= Instructions to follow =
Restate, word for word, the lines from the opening line of the data through the line containing "use thiserror::Error;", both included, and nothing else.

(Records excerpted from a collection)

Content starts

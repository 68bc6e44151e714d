//! Movie posters as thumbnails.
//!
//! Titles are cleaned of release-year and quality tags, searched against a
//! movie metadata service, and the best match's poster is stored where the
//! extracted thumbnail would go.

use async_trait::async_trait;
use bytes::Bytes;
use serde::Deserialize;
use std::{sync::Arc, time::Duration};
use thiserror::Error;
use tracing::{Instrument, debug, info, info_span};
use uuid::Uuid;

use crate::{
    models::poster::{MoviePosterResult, PosterCandidate},
    services::{
        catalog_cache::CatalogCache,
        object_keys::{file_stem, thumbnail_key},
        object_store::{ObjectStoreClient, StoreError},
        progress::{NoProgress, ProgressReporter},
        thumbnail_service::{THUMBNAIL_CONTENT_TYPE, remove_previous_thumbnail},
    },
};

pub const TMDB_SEARCH_URL: &str = "https://api.themoviedb.org/3/search/movie";
pub const TMDB_IMAGE_BASE: &str = "https://image.tmdb.org/t/p";
const HTTP_TIMEOUT: Duration = Duration::from_secs(30);
const ERROR_BODY_LIMIT: usize = 512;

#[derive(Debug, Error)]
pub enum PosterError {
    #[error("TMDB_API_KEY is not configured")]
    MissingApiKey,
    #[error("movie title is empty")]
    EmptyTitle,
    #[error("no movies found for `{0}`")]
    NoResults(String),
    #[error("`{0}` has no poster image")]
    NoPoster(String),
    #[error("poster service request failed: {0}")]
    Http(#[from] reqwest::Error),
    #[error("poster service returned {status}: {body}")]
    Status { status: u16, body: String },
    #[error(transparent)]
    Store(#[from] StoreError),
}

#[derive(Debug, Clone, Copy, PartialEq, Eq)]
pub enum PosterSize {
    /// Stored as the thumbnail.
    Full,
    /// Shown in search results.
    Preview,
}

impl PosterSize {
    pub fn token(self) -> &'static str {
        match self {
            PosterSize::Full => "w500",
            PosterSize::Preview => "w185",
        }
    }
}

#[async_trait]
pub trait PosterLookup: Send + Sync {
    async fn search(&self, title: &str) -> Result<Vec<PosterCandidate>, PosterError>;

    fn image_url(&self, poster_path: &str, size: PosterSize) -> String;

    async fn fetch_image(&self, poster_path: &str, size: PosterSize) -> Result<Bytes, PosterError>;
}

/// Cuts a title at the first `(` or `[`: `"Heat (1995) [1080p]"` becomes
/// `"Heat"`.
pub fn clean_title(raw: &str) -> &str {
    let cut = raw.find(['(', '[']).unwrap_or(raw.len());
    raw[..cut].trim()
}

/// Exact title match (ignoring case), then the first title containing the
/// query, then whatever the service ranked first.
pub fn best_match<'a>(candidates: &'a [PosterCandidate], title: &str) -> Option<&'a PosterCandidate> {
    let wanted = title.to_lowercase();
    candidates
        .iter()
        .find(|candidate| candidate.title.to_lowercase() == wanted)
        .or_else(|| {
            candidates
                .iter()
                .find(|candidate| candidate.title.to_lowercase().contains(&wanted))
        })
        .or_else(|| candidates.first())
}

fn release_year(date: Option<&str>) -> Option<String> {
    date.and_then(|date| date.get(..4))
        .filter(|year| year.chars().all(|c| c.is_ascii_digit()))
        .map(str::to_string)
}

/// TMDb's movie search and image CDN.
#[derive(Debug, Clone)]
pub struct TmdbClient {
    http: reqwest::Client,
    api_key: String,
    search_url: String,
    image_base: String,
}

#[derive(Debug, Deserialize)]
struct SearchResponse {
    #[serde(default)]
    results: Vec<TmdbMovie>,
}

#[derive(Debug, Deserialize)]
struct TmdbMovie {
    #[serde(default)]
    title: String,
    #[serde(default)]
    poster_path: Option<String>,
    #[serde(default)]
    release_date: Option<String>,
}

impl TmdbClient {
    pub fn new(api_key: impl Into<String>) -> Result<Self, PosterError> {
        let http = reqwest::Client::builder().timeout(HTTP_TIMEOUT).build()?;
        Ok(Self {
            http,
            api_key: api_key.into(),
            search_url: TMDB_SEARCH_URL.to_string(),
            image_base: TMDB_IMAGE_BASE.to_string(),
        })
    }

    async fn check(response: reqwest::Response) -> Result<reqwest::Response, PosterError> {
        let status = response.status();
        if status.is_success() {
            return Ok(response);
        }
        let mut body = response.text().await.unwrap_or_default();
        if body.len() > ERROR_BODY_LIMIT {
            let cut = (0..=ERROR_BODY_LIMIT)
                .rev()
                .find(|idx| body.is_char_boundary(*idx))
                .unwrap_or(0);
            body.truncate(cut);
        }
        Err(PosterError::Status {
            status: status.as_u16(),
            body,
        })
    }
}

#[async_trait]
impl PosterLookup for TmdbClient {
    async fn search(&self, title: &str) -> Result<Vec<PosterCandidate>, PosterError> {
        let response = self
            .http
            .get(&self.search_url)
            .query(&[("api_key", self.api_key.as_str()), ("query", title)])
            .send()
            .await?;
        let parsed: SearchResponse = Self::check(response).await?.json().await?;
        debug!(query = %title, results = parsed.results.len(), "poster search finished");
        Ok(parsed
            .results
            .into_iter()
            .map(|movie| PosterCandidate {
                title: movie.title,
                poster_path: movie.poster_path.filter(|path| !path.is_empty()),
                release_date: movie.release_date,
            })
            .collect())
    }

    fn image_url(&self, poster_path: &str, size: PosterSize) -> String {
        format!("{}/{}{}", self.image_base, size.token(), poster_path)
    }

    async fn fetch_image(&self, poster_path: &str, size: PosterSize) -> Result<Bytes, PosterError> {
        let response = self
            .http
            .get(self.image_url(poster_path, size))
            .send()
            .await?;
        Ok(Self::check(response).await?.bytes().await?)
    }
}

#[derive(Clone)]
pub struct PosterService {
    store: Arc<dyn ObjectStoreClient>,
    lookup: Option<Arc<dyn PosterLookup>>,
    cache: CatalogCache,
}

impl PosterService {
    /// `lookup` is `None` when no API key is configured; every operation
    /// then fails with [`PosterError::MissingApiKey`].
    pub fn new(
        store: Arc<dyn ObjectStoreClient>,
        lookup: Option<Arc<dyn PosterLookup>>,
        cache: CatalogCache,
    ) -> Self {
        Self {
            store,
            lookup,
            cache,
        }
    }

    pub fn is_enabled(&self) -> bool {
        self.lookup.is_some()
    }

    fn lookup(&self) -> Result<&dyn PosterLookup, PosterError> {
        self.lookup.as_deref().ok_or(PosterError::MissingApiKey)
    }

    /// Candidates for the admin picker, in the service's ranking order.
    pub async fn search_posters(&self, raw_title: &str) -> Result<Vec<MoviePosterResult>, PosterError> {
        let lookup = self.lookup()?;
        let title = clean_title(raw_title);
        if title.is_empty() {
            return Err(PosterError::EmptyTitle);
        }
        let candidates = lookup.search(title).await?;
        Ok(candidates
            .into_iter()
            .filter_map(|candidate| {
                let path = candidate.poster_path?;
                Some(MoviePosterResult {
                    year: release_year(candidate.release_date.as_deref()),
                    poster_url: lookup.image_url(&path, PosterSize::Full),
                    thumbnail_url: lookup.image_url(&path, PosterSize::Preview),
                    title: candidate.title,
                })
            })
            .collect())
    }

    pub async fn fetch_movie_poster(
        &self,
        video_key: &str,
        raw_title: Option<&str>,
    ) -> Result<(), PosterError> {
        self.fetch_movie_poster_with_progress(video_key, raw_title, &NoProgress)
            .await
    }

    /// Replaces the thumbnail of `video_key` with a movie poster.
    ///
    /// A blank title searches by the video's filename.
    pub async fn fetch_movie_poster_with_progress(
        &self,
        video_key: &str,
        raw_title: Option<&str>,
        progress: &dyn ProgressReporter,
    ) -> Result<(), PosterError> {
        let span = info_span!("poster", run_id = %Uuid::new_v4(), key = %video_key);
        async move {
            progress.report("Getting API key", 5);
            let lookup = self.lookup()?;

            let source = match raw_title.map(str::trim) {
                Some(title) if !title.is_empty() => title,
                _ => file_stem(video_key),
            };
            let title = clean_title(source);
            if title.is_empty() {
                return Err(PosterError::EmptyTitle);
            }

            progress.report("Searching for movie", 15);
            let candidates = lookup.search(title).await?;
            let chosen = best_match(&candidates, title)
                .ok_or_else(|| PosterError::NoResults(title.to_string()))?;
            let poster_path = chosen
                .poster_path
                .as_deref()
                .ok_or_else(|| PosterError::NoPoster(chosen.title.clone()))?;
            info!(query = %title, matched = %chosen.title, "poster match selected");

            progress.report("Downloading poster", 40);
            let image = lookup.fetch_image(poster_path, PosterSize::Full).await?;

            progress.report("Uploading to storage", 85);
            let thumb_key = thumbnail_key(video_key);
            remove_previous_thumbnail(self.store.as_ref(), &self.cache, &thumb_key).await;
            self.store
                .write_object(&thumb_key, image, THUMBNAIL_CONTENT_TYPE)
                .await?;

            progress.report("Clearing cache", 95);
            self.cache.invalidate().await;

            progress.report("Complete", 100);
            info!(thumbnail = %thumb_key, "poster stored as thumbnail");
            Ok(())
        }
        .instrument(span)
        .await
    }
}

Content ends

= Problem solution =
repository 68bc6e44151e714d
//! Movie posters as thumbnails.
//!
//! Titles are cleaned of release-year and quality tags, searched against a
//! movie metadata service, and the best match's poster is stored where the
//! extracted thumbnail would go.

use async_trait::async_trait;
use bytes::Bytes;
use serde::Deserialize;
use std::{sync::Arc, time::Duration};
use thiserror::Error;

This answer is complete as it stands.